Understanding why plot_top_losses shows a probability of 1.00 for the class the model got wrong

Hi everyone !

During the lecture I struggled to understand why the function plot_top_losses, which outputs the top errors the model made with the image and some more info, showed a probability of 1.00 for the right class for some of the images the model got wrong. If the model got it wrong, it shouldn’t give the right class a probability of 1.00, right ?

With the help of @KevinB and a dive into the source code I think I finally understood what’s happening. Hopefully this will help someone else.

Here’s an example of output of the plot_top_losses function
55

In this example, the model thought this was a Birman cat when in fact it was a Ragdoll cat. The loss on this data was of 5.14, and the probability of the Ragdoll class was… 1.00. Weird right ?

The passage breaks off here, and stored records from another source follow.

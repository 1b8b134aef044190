use std::{
    sync::{
        atomic::{AtomicBool, Ordering},
        Arc, Mutex,
    },
    thread,
    time::{Duration, Instant},
};

use log::{error, warn};
use serde::Deserialize;
use thiserror::Error;

use crate::app::{CycleOutcome, Reading, SharedReadings};
use crate::constants::{
    DEVICE_PORT, MAX_RETRIES, POLL_INTERVAL_MS, REQUEST_TIMEOUT_MS, RETRY_DELAY_MS,
};
use crate::util;

#[derive(Debug, Error)]
pub enum PollError {
    #[error("transport: {0}")]
    Transport(String),
    #[error("unexpected HTTP status {0}")]
    HttpStatus(u16),
    #[error("invalid payload: {0}")]
    Decode(String),
    #[error("address discovery failed after {attempts} attempts")]
    ResolutionExhausted { attempts: u32 },
    #[error("sample fetch failed after {attempts} attempts")]
    FetchExhausted { attempts: u32 },
}

// Bounded retry with a fixed delay between attempts. Every call gets a
// fresh budget; max_retries = 3 means at most 4 attempts.
#[derive(Debug, Clone, Copy)]
pub struct RetryPolicy {
    pub max_retries: u32,
    pub delay: Duration,
}

impl Default for RetryPolicy {
    fn default() -> Self {
        Self {
            max_retries: MAX_RETRIES,
            delay: Duration::from_millis(RETRY_DELAY_MS),
        }
    }
}

impl RetryPolicy {
    pub fn attempts(&self) -> u32 {
        self.max_retries + 1
    }

    pub fn run<T>(
        &self,
        what: &str,
        mut op: impl FnMut() -> Result<T, PollError>,
    ) -> Result<T, PollError> {
        let mut remaining = self.max_retries;
        loop {
            match op() {
                Ok(value) => return Ok(value),
                // the resolver already spent its own budget; don't retry on top
                Err(err @ PollError::ResolutionExhausted { .. }) => return Err(err),
                Err(err) if remaining > 0 => {
                    warn!(
                        "{what} failed: {err}; retrying in {:?} ({remaining} retries left)",
                        self.delay
                    );
                    thread::sleep(self.delay);
                    remaining -= 1;
                }
                Err(err) => return Err(err),
            }
        }
    }
}

#[derive(Debug, Deserialize)]
struct IpPayload {
    ip: String,
}

#[derive(Debug, Deserialize)]
struct EcgPayload {
    ecg_value: f64,
    status: String,
}

// Where the sample endpoint lives: a preconfigured host, or asked of the
// gateway's /get_ip endpoint on every attempt
#[derive(Debug, Clone)]
pub enum AddressSource {
    Fixed(String),
    Discover { gateway: String },
}

impl AddressSource {
    pub fn describe(&self) -> String {
        match self {
            AddressSource::Fixed(host) => host.clone(),
            AddressSource::Discover { gateway } => format!("discover via {gateway}"),
        }
    }
}

pub struct DeviceClient {
    agent: ureq::Agent,
    source: AddressSource,
    port: u16,
    resolve_retry: RetryPolicy,
    fetch_retry: RetryPolicy,
}

impl DeviceClient {
    pub fn new(source: AddressSource) -> Self {
        Self::with_settings(
            source,
            DEVICE_PORT,
            RetryPolicy::default(),
            RetryPolicy::default(),
        )
    }

    pub fn with_settings(
        source: AddressSource,
        port: u16,
        resolve_retry: RetryPolicy,
        fetch_retry: RetryPolicy,
    ) -> Self {
        let agent = ureq::AgentBuilder::new()
            .timeout(Duration::from_millis(REQUEST_TIMEOUT_MS))
            .build();
        Self {
            agent,
            source,
            port,
            resolve_retry,
            fetch_retry,
        }
    }

    // One full tick: resolve an address, fetch a sample, decode it.
    // Transport/status/decode failures retry the whole cycle, including
    // re-resolution; an exhausted resolver fails the tick outright.
    pub fn poll_once(&self) -> CycleOutcome {
        let result = self.fetch_retry.run("sample fetch", || {
            let host = self.resolve_address()?;
            self.fetch_sample(&host)
        });
        match result {
            Ok(reading) => CycleOutcome::Sample(reading),
            Err(err @ PollError::ResolutionExhausted { .. }) => {
                error!("giving up for this tick: {err}");
                CycleOutcome::Failed(err)
            }
            Err(err) => {
                error!("giving up for this tick: {err}");
                CycleOutcome::Failed(PollError::FetchExhausted {
                    attempts: self.fetch_retry.attempts(),
                })
            }
        }
    }

    fn resolve_address(&self) -> Result<String, PollError> {
        match &self.source {
            AddressSource::Fixed(host) => Ok(host.clone()),
            AddressSource::Discover { gateway } => {
                let url = format!("http://{}:{}/get_ip", gateway, self.port);
                self.resolve_retry
                    .run("address discovery", || {
                        let body = self.get(&url)?;
                        let payload: IpPayload = serde_json::from_str(&body)
                            .map_err(|err| PollError::Decode(err.to_string()))?;
                        Ok(payload.ip)
                    })
                    .map_err(|err| {
                        error!("address discovery failed: {err}");
                        PollError::ResolutionExhausted {
                            attempts: self.resolve_retry.attempts(),
                        }
                    })
            }
        }
    }

    fn fetch_sample(&self, host: &str) -> Result<Reading, PollError> {
        let url = format!("http://{}:{}/ecg_data", host, self.port);
        let body = self.get(&url)?;
        let payload: EcgPayload =
            serde_json::from_str(&body).map_err(|err| PollError::Decode(err.to_string()))?;
        Ok(Reading {
            value: payload.ecg_value,
            status: payload.status,
            timestamp: util::time_label(),
        })
    }

    fn get(&self, url: &str) -> Result<String, PollError> {
        let response = self.agent.get(url).call().map_err(|err| match err {
            ureq::Error::Status(code, _) => PollError::HttpStatus(code),
            ureq::Error::Transport(transport) => PollError::Transport(transport.to_string()),
        })?;
        response
            .into_string()
            .map_err(|err| PollError::Transport(err.to_string()))
    }
}

// Start the background poll thread: one fetch cycle per interval, outcomes
// queued for the UI thread. A cycle that overruns the interval (retry
// delays) pushes the next tick back rather than overlapping it.
pub fn start_poll_thread(
    client: DeviceClient,
    shared: Arc<Mutex<SharedReadings>>,
    running: Arc<AtomicBool>,
) {
    thread::spawn(move || {
        let interval = Duration::from_millis(POLL_INTERVAL_MS);
        while running.load(Ordering::SeqCst) {
            let started = Instant::now();
            let outcome = client.poll_once();
            shared.lock().unwrap().pending.push_back(outcome);
            if let Some(rest) = interval.checked_sub(started.elapsed()) {
                thread::sleep(rest);
            }
        }
    });
}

Well, here’s all the predictions for that example :

45

In red are the two interesting predictions (and keep in mind, these aren’t really probabilities and we can’t even think of them as such, as they don’t add up to 1 – they are only numbers the model output for each class, the higher the more probable the class is) :

  • 1.000 is the prediction for the Birman class (index 24). It’s the highest so that’s what the model predicted.
  • 0.9986 is the prediction for the real class (Ragdoll). We can see it’s really close to 1.

Now let’s look at what plot_top_losses is showing :

f'{classes[self.pred_class[idx]]}/{classes[t[1]]} / {self.losses[idx]:.2f} / 
{self.probs[idx][t[1]]:.2f}'

Aha ! So the last number is only showed with a precision of 2 decimal point (as indicated by .2f). Hence why 0.9986 is displayed as being 1.00 even though it’s not the highest prediction.

Voila, I hope I was clear and this will help someone !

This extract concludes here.